WHAT THE TASK ASKS: Find every line in the records below that contains "Option", and copy it.

EXERCISE INPUTS:
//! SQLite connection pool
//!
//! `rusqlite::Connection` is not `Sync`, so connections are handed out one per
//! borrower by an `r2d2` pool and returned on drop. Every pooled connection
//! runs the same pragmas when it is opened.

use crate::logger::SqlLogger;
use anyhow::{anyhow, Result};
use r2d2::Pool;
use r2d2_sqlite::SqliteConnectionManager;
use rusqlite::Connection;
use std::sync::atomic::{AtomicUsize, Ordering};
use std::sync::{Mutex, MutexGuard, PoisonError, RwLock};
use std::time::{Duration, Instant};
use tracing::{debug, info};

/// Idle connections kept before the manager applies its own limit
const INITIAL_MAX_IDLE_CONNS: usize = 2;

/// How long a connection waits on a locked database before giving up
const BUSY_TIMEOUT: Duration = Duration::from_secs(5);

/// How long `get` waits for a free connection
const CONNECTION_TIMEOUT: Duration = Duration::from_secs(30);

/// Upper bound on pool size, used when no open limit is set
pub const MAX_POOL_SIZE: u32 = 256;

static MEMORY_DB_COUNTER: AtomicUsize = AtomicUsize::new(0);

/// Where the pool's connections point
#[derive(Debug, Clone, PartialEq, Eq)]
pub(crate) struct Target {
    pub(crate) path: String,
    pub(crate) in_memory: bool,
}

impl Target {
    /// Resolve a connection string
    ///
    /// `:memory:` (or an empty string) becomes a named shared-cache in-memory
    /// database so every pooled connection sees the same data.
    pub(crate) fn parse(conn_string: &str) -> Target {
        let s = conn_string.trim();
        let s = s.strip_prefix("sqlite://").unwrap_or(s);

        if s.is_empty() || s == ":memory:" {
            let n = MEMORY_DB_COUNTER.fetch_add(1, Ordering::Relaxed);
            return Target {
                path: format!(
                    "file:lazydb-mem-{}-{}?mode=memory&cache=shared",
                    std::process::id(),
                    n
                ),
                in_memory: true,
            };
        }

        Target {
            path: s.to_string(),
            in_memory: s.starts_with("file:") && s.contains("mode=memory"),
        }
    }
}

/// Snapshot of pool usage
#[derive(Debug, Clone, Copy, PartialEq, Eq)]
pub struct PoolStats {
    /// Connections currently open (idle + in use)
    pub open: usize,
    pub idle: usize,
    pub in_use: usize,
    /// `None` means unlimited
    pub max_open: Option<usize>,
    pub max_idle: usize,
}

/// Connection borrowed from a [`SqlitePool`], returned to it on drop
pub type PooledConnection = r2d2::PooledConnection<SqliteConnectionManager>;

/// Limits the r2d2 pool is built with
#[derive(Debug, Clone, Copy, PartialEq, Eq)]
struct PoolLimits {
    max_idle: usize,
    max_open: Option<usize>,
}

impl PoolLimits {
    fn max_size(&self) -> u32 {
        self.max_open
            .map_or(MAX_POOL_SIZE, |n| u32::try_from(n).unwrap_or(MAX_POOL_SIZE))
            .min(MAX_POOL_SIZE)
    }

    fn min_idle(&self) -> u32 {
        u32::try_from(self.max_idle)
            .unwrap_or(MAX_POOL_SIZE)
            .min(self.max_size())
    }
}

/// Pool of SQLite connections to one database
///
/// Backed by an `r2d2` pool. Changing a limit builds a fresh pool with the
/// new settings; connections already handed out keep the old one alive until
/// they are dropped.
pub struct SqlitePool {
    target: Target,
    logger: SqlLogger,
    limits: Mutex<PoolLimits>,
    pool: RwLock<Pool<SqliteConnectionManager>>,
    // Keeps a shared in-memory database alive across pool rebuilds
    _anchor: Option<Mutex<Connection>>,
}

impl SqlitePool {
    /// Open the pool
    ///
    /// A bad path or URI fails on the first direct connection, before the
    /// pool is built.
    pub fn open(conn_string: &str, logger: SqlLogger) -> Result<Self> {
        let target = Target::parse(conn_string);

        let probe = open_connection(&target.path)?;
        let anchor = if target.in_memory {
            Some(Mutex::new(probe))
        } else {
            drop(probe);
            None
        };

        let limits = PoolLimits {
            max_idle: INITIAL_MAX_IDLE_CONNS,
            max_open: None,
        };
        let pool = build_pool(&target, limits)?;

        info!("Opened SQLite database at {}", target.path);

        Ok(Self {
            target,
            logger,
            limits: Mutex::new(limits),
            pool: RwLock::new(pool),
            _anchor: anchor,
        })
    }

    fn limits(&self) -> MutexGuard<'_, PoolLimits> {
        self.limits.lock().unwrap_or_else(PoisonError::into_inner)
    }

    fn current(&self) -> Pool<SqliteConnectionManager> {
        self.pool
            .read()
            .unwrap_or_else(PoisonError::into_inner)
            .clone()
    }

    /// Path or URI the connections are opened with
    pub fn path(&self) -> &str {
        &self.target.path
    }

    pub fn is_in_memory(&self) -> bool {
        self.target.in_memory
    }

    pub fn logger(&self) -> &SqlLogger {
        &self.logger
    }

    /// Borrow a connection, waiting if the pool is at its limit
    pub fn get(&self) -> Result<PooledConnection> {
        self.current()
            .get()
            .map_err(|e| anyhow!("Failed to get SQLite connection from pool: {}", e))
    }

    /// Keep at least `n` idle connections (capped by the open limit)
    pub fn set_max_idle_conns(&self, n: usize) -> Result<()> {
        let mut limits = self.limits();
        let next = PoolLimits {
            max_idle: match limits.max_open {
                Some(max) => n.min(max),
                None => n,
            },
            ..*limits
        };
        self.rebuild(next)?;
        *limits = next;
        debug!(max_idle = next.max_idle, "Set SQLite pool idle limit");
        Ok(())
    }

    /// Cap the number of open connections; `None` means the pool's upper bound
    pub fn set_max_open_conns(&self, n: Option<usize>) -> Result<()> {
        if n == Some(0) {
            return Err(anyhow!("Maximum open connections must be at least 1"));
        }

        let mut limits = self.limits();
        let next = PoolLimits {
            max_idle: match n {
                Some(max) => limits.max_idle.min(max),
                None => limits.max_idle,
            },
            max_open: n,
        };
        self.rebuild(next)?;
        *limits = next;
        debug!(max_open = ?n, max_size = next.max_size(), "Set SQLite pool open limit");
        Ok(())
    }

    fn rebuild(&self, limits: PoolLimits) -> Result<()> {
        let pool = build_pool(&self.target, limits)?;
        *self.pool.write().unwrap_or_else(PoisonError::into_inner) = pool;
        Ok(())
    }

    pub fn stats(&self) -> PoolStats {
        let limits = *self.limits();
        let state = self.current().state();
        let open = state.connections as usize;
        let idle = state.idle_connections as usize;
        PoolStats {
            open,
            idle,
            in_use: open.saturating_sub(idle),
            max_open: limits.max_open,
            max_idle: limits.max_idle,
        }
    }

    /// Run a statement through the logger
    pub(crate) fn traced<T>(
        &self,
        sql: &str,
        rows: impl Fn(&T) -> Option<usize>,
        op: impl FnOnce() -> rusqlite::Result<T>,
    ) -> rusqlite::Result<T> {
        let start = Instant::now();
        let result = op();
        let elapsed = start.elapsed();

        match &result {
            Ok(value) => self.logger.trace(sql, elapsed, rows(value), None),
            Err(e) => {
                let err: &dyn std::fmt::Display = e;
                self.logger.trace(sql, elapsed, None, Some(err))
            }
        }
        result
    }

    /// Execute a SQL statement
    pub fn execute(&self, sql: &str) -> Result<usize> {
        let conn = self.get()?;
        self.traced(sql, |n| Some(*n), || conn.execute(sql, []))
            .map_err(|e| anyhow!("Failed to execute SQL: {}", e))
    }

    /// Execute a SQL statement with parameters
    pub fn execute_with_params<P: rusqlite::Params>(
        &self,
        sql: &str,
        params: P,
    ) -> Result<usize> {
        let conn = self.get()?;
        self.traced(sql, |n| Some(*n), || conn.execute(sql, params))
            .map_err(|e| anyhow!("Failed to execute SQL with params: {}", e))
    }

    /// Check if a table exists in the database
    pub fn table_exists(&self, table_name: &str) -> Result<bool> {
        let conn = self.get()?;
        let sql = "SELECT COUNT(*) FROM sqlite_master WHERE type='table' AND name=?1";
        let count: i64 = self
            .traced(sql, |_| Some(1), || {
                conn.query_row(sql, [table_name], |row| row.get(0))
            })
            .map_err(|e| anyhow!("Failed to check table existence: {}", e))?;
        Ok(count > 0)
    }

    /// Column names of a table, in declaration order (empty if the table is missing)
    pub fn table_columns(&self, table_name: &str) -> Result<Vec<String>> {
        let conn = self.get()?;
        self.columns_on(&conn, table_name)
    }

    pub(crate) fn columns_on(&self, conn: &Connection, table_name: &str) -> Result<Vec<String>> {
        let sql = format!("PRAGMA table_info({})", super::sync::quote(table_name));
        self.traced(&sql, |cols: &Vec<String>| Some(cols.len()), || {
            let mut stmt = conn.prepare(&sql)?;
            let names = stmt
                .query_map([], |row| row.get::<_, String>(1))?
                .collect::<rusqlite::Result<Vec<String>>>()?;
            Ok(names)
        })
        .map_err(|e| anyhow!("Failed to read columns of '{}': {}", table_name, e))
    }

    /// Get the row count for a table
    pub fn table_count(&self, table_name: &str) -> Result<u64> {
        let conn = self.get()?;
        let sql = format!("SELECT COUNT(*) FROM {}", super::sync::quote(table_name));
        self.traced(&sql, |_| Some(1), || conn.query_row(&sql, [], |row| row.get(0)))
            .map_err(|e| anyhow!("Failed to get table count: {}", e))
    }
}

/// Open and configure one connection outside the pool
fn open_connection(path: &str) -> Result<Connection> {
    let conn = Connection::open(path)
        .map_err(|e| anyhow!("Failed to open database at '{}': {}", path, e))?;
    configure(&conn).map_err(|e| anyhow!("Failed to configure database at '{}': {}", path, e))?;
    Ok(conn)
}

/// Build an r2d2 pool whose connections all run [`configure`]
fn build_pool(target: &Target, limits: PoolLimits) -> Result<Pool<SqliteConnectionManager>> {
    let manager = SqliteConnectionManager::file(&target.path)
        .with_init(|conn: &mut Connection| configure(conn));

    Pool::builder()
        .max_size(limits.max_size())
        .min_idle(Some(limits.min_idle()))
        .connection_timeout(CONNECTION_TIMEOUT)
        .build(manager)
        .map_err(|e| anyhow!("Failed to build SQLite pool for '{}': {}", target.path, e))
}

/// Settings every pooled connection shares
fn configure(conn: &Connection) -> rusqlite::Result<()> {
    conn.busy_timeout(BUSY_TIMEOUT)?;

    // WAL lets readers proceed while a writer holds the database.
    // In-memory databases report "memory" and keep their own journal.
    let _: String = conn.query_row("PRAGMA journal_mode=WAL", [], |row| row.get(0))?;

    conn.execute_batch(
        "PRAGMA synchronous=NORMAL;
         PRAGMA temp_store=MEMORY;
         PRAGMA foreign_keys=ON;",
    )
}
--
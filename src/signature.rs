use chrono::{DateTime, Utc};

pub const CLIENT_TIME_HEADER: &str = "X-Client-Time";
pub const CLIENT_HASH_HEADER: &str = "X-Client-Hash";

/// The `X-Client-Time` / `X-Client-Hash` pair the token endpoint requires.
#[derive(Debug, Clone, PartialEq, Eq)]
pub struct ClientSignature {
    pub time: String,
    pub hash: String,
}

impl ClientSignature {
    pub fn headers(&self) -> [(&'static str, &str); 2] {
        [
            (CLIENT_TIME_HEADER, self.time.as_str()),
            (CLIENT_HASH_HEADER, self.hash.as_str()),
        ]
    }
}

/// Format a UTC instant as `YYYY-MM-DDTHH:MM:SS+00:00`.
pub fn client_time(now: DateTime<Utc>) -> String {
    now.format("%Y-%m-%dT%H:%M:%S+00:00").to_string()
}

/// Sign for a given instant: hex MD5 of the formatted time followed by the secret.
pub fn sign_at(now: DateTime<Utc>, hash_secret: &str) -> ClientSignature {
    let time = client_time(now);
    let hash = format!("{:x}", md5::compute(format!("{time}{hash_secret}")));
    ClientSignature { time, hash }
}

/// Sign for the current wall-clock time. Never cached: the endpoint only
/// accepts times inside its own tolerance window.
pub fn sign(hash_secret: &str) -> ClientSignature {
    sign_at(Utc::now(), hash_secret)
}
* * *
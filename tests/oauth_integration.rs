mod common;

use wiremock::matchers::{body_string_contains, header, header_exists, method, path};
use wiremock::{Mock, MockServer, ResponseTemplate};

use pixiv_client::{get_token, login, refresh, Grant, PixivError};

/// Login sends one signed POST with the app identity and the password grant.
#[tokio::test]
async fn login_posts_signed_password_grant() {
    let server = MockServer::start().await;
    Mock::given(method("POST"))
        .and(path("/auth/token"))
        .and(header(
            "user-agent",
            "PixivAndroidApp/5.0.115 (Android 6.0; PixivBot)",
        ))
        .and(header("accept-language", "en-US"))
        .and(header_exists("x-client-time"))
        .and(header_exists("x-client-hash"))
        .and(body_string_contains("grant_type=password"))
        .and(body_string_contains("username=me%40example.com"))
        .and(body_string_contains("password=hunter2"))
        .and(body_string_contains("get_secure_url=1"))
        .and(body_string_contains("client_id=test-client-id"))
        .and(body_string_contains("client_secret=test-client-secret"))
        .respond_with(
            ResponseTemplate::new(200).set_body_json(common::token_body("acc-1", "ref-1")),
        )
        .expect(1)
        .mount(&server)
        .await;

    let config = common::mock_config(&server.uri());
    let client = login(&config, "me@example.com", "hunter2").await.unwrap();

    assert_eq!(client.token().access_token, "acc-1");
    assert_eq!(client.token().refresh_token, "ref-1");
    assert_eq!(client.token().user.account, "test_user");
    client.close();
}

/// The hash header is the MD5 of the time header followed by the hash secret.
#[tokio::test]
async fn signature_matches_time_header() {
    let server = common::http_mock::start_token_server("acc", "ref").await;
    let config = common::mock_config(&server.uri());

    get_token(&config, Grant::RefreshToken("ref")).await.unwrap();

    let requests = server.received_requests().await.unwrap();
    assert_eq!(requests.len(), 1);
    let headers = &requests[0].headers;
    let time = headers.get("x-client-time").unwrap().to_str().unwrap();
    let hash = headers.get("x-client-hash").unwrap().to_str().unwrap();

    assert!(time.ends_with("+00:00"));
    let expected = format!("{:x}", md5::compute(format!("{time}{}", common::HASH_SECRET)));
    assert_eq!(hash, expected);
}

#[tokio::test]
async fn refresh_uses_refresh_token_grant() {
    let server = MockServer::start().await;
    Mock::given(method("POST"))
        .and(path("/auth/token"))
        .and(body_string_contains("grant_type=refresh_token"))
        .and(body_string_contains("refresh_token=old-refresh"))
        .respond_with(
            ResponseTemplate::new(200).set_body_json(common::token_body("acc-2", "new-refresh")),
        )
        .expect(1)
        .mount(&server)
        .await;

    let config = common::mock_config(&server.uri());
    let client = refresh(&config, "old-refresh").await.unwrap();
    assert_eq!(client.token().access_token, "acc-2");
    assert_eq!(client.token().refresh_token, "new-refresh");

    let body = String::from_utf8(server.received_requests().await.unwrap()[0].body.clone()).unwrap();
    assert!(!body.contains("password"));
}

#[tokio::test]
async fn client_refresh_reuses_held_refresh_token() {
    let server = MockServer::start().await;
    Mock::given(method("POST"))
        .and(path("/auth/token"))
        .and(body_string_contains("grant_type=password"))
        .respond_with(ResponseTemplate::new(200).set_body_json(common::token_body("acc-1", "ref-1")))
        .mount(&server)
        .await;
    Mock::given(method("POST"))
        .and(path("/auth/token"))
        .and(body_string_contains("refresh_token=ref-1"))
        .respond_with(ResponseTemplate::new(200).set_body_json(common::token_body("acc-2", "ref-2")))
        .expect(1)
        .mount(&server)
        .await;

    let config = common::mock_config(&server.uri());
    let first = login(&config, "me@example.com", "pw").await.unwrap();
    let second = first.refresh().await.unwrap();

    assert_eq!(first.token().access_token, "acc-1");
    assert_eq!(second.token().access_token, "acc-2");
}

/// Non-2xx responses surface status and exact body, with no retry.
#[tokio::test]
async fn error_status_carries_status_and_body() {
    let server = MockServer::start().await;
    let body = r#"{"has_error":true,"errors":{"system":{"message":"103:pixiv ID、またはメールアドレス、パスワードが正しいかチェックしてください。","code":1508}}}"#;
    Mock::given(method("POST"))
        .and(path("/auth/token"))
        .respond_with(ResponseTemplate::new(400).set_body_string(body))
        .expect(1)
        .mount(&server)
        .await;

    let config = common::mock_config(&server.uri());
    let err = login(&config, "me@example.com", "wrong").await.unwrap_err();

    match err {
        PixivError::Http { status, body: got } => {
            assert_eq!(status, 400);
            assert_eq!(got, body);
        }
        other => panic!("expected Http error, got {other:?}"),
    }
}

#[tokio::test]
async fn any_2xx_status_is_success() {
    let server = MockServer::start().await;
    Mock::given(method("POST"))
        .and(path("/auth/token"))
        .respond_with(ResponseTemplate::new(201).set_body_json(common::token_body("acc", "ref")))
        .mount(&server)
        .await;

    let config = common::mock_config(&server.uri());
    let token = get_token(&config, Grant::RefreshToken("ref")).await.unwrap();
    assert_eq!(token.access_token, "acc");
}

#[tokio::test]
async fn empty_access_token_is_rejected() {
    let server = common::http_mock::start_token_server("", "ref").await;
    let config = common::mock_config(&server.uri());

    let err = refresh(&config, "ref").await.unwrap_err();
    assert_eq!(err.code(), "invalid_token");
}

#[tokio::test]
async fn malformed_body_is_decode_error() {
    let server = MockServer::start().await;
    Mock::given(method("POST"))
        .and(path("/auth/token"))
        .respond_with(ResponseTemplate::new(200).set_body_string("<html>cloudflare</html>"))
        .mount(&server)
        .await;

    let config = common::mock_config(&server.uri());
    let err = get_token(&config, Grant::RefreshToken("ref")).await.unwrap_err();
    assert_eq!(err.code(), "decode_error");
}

WRITTEN ANSWER:
    pub max_open: Option<usize>,
    max_open: Option<usize>,
    _anchor: Option<Mutex<Connection>>,
    pub fn set_max_open_conns(&self, n: Option<usize>) -> Result<()> {
        rows: impl Fn(&T) -> Option<usize>,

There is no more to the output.